Although the final one-year climb was twice as steep in the case of 14K-1 vs. 14K-2, the fact of the matter is that history repeated itself this past Friday when the Dow once again hit, and broke through, the 14,000 barrier. The question is, what should you do differently this time if you’re a pre-retiree or retiree to protect yourself against the possibility of a dramatic decline in the value of your portfolio similar to the 17-month aftermath of 14K-1?
As a retirement income planner, I look for windows of opportunity for my clients to transfer, what amounts to slivers of their investment portfolio in many cases, from the unpredictable fluctuations of the stock market to conservative investments that are designed to provide guaranteed income that they can depend on throughout retirement. Fixed-income annuities are most suitable for this purpose, including single premium immediate annuities, SPIAs, deferred income annuities, DIAs, and fixed index annuities FIAs with income riders.
Since my crystal ball shattered years ago, I don’t try to time the market to determine when it has peaked in order to recommend and perform this heroic service for my clients. Shifting a portion of a managed investment portfolio to guaranteed income (subject to the claims-paying ability of individual insurance carriers) at opportune moments has proven to be a winning strategy for my clients who are within 20 years of, or are in, retirement.
They have everything to gain and nothing to lose.
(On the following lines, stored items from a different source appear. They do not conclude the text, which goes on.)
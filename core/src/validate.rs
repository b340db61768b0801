//! Pattern validation.
//!
//! Validates structural invariants of a pattern before it is packaged:
//! identifier names, name uniqueness across sibling elements, attributes and
//! automations, unique ids, attribute defaults and choices that agree with
//! the data type, and automation references that resolve inside the pattern.
//!
//! # Examples
//!
//! ```
//! use automate_core::*;
//!
//! let mut pattern = Pattern::new("Api");
//! pattern.root.attributes.push(Attribute::new("Port", AttributeDataType::Int).with_default("80"));
//! assert!(validate_pattern(&pattern).is_empty());
//!
//! // Invalid: default does not parse as an int
//! pattern.root.attributes[0].default_value = Some("eighty".into());
//! assert!(!validate_pattern(&pattern).is_empty());
//! ```

use std::collections::HashSet;

use thiserror::Error;

use crate::names::validate_name;
use crate::types::{AutomationKind, Element, Pattern};
use crate::Id;

/// Pattern validation errors.
///
/// Each variant names the offending node by its dotted location inside the
/// pattern (for example `Api.Route.Path`).
#[derive(Debug, Clone, PartialEq, Eq, Error)]
pub enum PatternValidationError {
    /// A node name is not a valid identifier or is reserved.
    #[error("invalid name at {path}: {reason}")]
    InvalidName { path: String, reason: String },
    /// Two children of the same element share a name, whatever their kinds.
    #[error("duplicate name '{name}' in {parent}")]
    DuplicateName { parent: String, name: String },
    /// Two nodes share an id.
    #[error("duplicate id '{0}'")]
    DuplicateId(Id),
    /// An attribute default does not parse as the attribute's data type.
    #[error("default value '{value}' of {path} is not a valid {data_type}")]
    InvalidDefault {
        path: String,
        value: String,
        data_type: String,
    },
    /// An attribute default is not one of its choices.
    #[error("default value '{value}' of {path} is not one of its choices")]
    DefaultNotAChoice { path: String, value: String },
    /// An attribute choice does not parse as the attribute's data type.
    #[error("choice '{value}' of {path} is not a valid {data_type}")]
    InvalidChoice {
        path: String,
        value: String,
        data_type: String,
    },
    /// A launch point references an id that is not a command in the pattern.
    #[error("launch point {path} references unknown command '{command_id}'")]
    UnknownCommand { path: String, command_id: Id },
    /// A code template command references an unknown code template.
    #[error("command {path} references unknown code template '{template_id}'")]
    UnknownCodeTemplate { path: String, template_id: Id },
}

/// Validates a pattern.
///
/// Returns every problem found; an empty list means the pattern is valid.
///
/// # Examples
///
/// ```
/// use automate_core::*;
///
/// let mut pattern = Pattern::new("Api");
/// pattern.root.elements.push(Element::new("Route"));
/// pattern.root.attributes.push(Attribute::new("Route", AttributeDataType::String));
///
/// let errors = validate_pattern(&pattern);
/// assert!(errors.iter().any(|e| matches!(e, PatternValidationError::DuplicateName { .. })));
/// ```
pub fn validate_pattern(pattern: &Pattern) -> Vec<PatternValidationError> {
    let mut errors = Vec::new();
    let mut seen_ids = HashSet::new();
    let mut path = Vec::new();

    validate_element(pattern, &pattern.root, &mut path, &mut seen_ids, &mut errors);
    errors
}

fn validate_element<'a>(
    pattern: &Pattern,
    element: &'a Element,
    path: &mut Vec<&'a str>,
    seen_ids: &mut HashSet<&'a Id>,
    errors: &mut Vec<PatternValidationError>,
) {
    path.push(&element.name);
    let here = path.join(".");

    check_name(&element.name, &here, errors);
    check_id(&element.id, seen_ids, errors);

    let mut seen_names = HashSet::new();
    for name in element.child_names() {
        if !seen_names.insert(name) {
            errors.push(PatternValidationError::DuplicateName {
                parent: here.clone(),
                name: name.to_string(),
            });
        }
    }

    for attribute in &element.attributes {
        let at = format!("{here}.{}", attribute.name);
        check_name(&attribute.name, &at, errors);
        check_id(&attribute.id, seen_ids, errors);

        for choice in &attribute.choices {
            if !attribute.data_type.accepts(choice) {
                errors.push(PatternValidationError::InvalidChoice {
                    path: at.clone(),
                    value: choice.clone(),
                    data_type: attribute.data_type.to_string(),
                });
            }
        }

        if let Some(default) = &attribute.default_value {
            match attribute.data_type.parse(default) {
                Err(_) => errors.push(PatternValidationError::InvalidDefault {
                    path: at.clone(),
                    value: default.clone(),
                    data_type: attribute.data_type.to_string(),
                }),
                Ok(value) if !attribute.choices.is_empty() && !value.is_one_of(&attribute.choices) => {
                    errors.push(PatternValidationError::DefaultNotAChoice {
                        path: at.clone(),
                        value: default.clone(),
                    });
                }
                Ok(_) => {}
            }
        }
    }

    for template in &element.code_templates {
        check_id(&template.id, seen_ids, errors);
    }

    for automation in &element.automation {
        let at = format!("{here}.{}", automation.name);
        check_name(&automation.name, &at, errors);
        check_id(&automation.id, seen_ids, errors);

        match &automation.kind {
            AutomationKind::CodeTemplateCommand(command) => {
                if pattern.find_code_template(&command.code_template_id).is_none() {
                    errors.push(PatternValidationError::UnknownCodeTemplate {
                        path: at,
                        template_id: command.code_template_id.clone(),
                    });
                }
            }
            AutomationKind::CliCommand(_) => {}
            AutomationKind::CommandLaunchPoint(launch_point) => {
                for command_id in launch_point.command_ids() {
                    let resolves = pattern
                        .find_automation(command_id)
                        .is_some_and(|command| command.is_command());
                    if !resolves {
                        errors.push(PatternValidationError::UnknownCommand {
                            path: at.clone(),
                            command_id: command_id.clone(),
                        });
                    }
                }
            }
        }
    }

    for child in &element.elements {
        validate_element(pattern, child, path, seen_ids, errors);
    }
    path.pop();
}

fn check_name(name: &str, path: &str, errors: &mut Vec<PatternValidationError>) {
    if let Err(crate::AutomateError::InvalidName { reason, .. }) = validate_name(name) {
        errors.push(PatternValidationError::InvalidName {
            path: path.to_string(),
            reason,
        });
    }
}

fn check_id<'a>(
    id: &'a Id,
    seen_ids: &mut HashSet<&'a Id>,
    errors: &mut Vec<PatternValidationError>,
) {
    if !seen_ids.insert(id) {
        errors.push(PatternValidationError::DuplicateId(id.clone()));
    }
}

#[cfg(test)]
mod tests {
    use crate::{Attribute, AttributeDataType, Automation, Cardinality};

    use super::*;

    #[test]
    fn test_validate_pattern_accepts_valid_pattern() {
        let mut pattern = Pattern::new("Api");
        let build = Automation::cli_command("Build", "cargo", Some("build"));
        let build_id = build.id.clone();
        pattern.root = pattern
            .root
            .with_attribute(
                Attribute::new("Mode", AttributeDataType::String)
                    .with_choices(&["debug", "release"])
                    .with_default("debug"),
            )
            .with_element(Element::new("Route").with_cardinality(Cardinality::ZeroOrMany))
            .with_automation(build)
            .with_automation(Automation::launch_point("Go", vec![build_id]));

        assert!(validate_pattern(&pattern).is_empty());
    }

    #[test]
    fn test_validate_pattern_rejects_default_outside_choices() {
        let mut pattern = Pattern::new("Api");
        pattern.root.attributes.push(
            Attribute::new("Mode", AttributeDataType::String)
                .with_choices(&["debug", "release"])
                .with_default("fast"),
        );

        let errors = validate_pattern(&pattern);
        assert_eq!(
            errors,
            vec![PatternValidationError::DefaultNotAChoice {
                path: "Api.Mode".to_string(),
                value: "fast".to_string(),
            }]
        );
    }

    #[test]
    fn test_validate_pattern_matches_typed_default_against_choices() {
        let mut pattern = Pattern::new("Api");
        pattern.root = pattern
            .root
            .with_attribute(
                Attribute::new("Ratio", AttributeDataType::Float)
                    .with_choices(&["1.0", "2.5"])
                    .with_default("1"),
            )
            .with_attribute(
                Attribute::new("Enabled", AttributeDataType::Bool)
                    .with_choices(&["True"])
                    .with_default("true"),
            );

        assert!(validate_pattern(&pattern).is_empty());

        pattern.root.attributes[0].default_value = Some("2.0".into());
        assert!(matches!(
            validate_pattern(&pattern).as_slice(),
            [PatternValidationError::DefaultNotAChoice { value, .. }] if value == "2.0"
        ));
    }

    #[test]
    fn test_validate_pattern_rejects_unknown_command() {
        let mut pattern = Pattern::new("Api");
        pattern
            .root
            .automation
            .push(Automation::launch_point("Go", vec![Id::from("missing")]));

        let errors = validate_pattern(&pattern);
        assert_eq!(
            errors,
            vec![PatternValidationError::UnknownCommand {
                path: "Api.Go".to_string(),
                command_id: Id::from("missing"),
            }]
        );
    }

    #[test]
    fn test_validate_pattern_rejects_reserved_name() {
        let mut pattern = Pattern::new("Api");
        pattern.root.elements.push(Element::new("parent"));

        let errors = validate_pattern(&pattern);
        assert!(matches!(
            errors.as_slice(),
            [PatternValidationError::InvalidName { path, .. }] if path == "Api.parent"
        ));
    }
}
Each time that a client implements this recommendation, he/she accomplishes two important goals shared by all individuals doing retirement income planning: (a) portfolio risk reduction and (b) decreased likelihood of running out of money in retirement.
Although I haven’t done any formal large-scale studies, I can confidently state from personal and client experience that the comfort of a predictable retirement income stream generally results in reduced short- and long-term stress levels, fewer cases of insomnia, and less health issues in general for those individuals who implement this strategy compared to those who don’t.
This unequivocally trumps the short-term euphoria associated with increased portfolio values in a bull market.